● **DIRECTIONS FOR THIS TASK**: Repeat the data in full. Every line must match.

● **GIVEN RECORDS**:
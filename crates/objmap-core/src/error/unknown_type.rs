use crate::catalog::TypeId;

/// Error when the type catalog cannot describe a type identity.
#[derive(Debug)]
pub(super) struct UnknownTypeError {
    pub(super) ty: TypeId,
}

impl std::error::Error for UnknownTypeError {}

impl core::fmt::Display for UnknownTypeError {
    fn fmt(&self, f: &mut core::fmt::Formatter) -> core::fmt::Result {
        write!(f, "unknown type id #{}", self.ty.0)
    }
}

● **WRITTEN ANSWER**:
filename crates/objmap-core/src/error/unknown_type.rs
use crate::catalog::TypeId;

/// Error when the type catalog cannot describe a type identity.
#[derive(Debug)]
pub(super) struct UnknownTypeError {
    pub(super) ty: TypeId,
}

impl std::error::Error for UnknownTypeError {}

impl core::fmt::Display for UnknownTypeError {
    fn fmt(&self, f: &mut core::fmt::Formatter) -> core::fmt::Result {
        write!(f, "unknown type id #{}", self.ty.0)
    }
}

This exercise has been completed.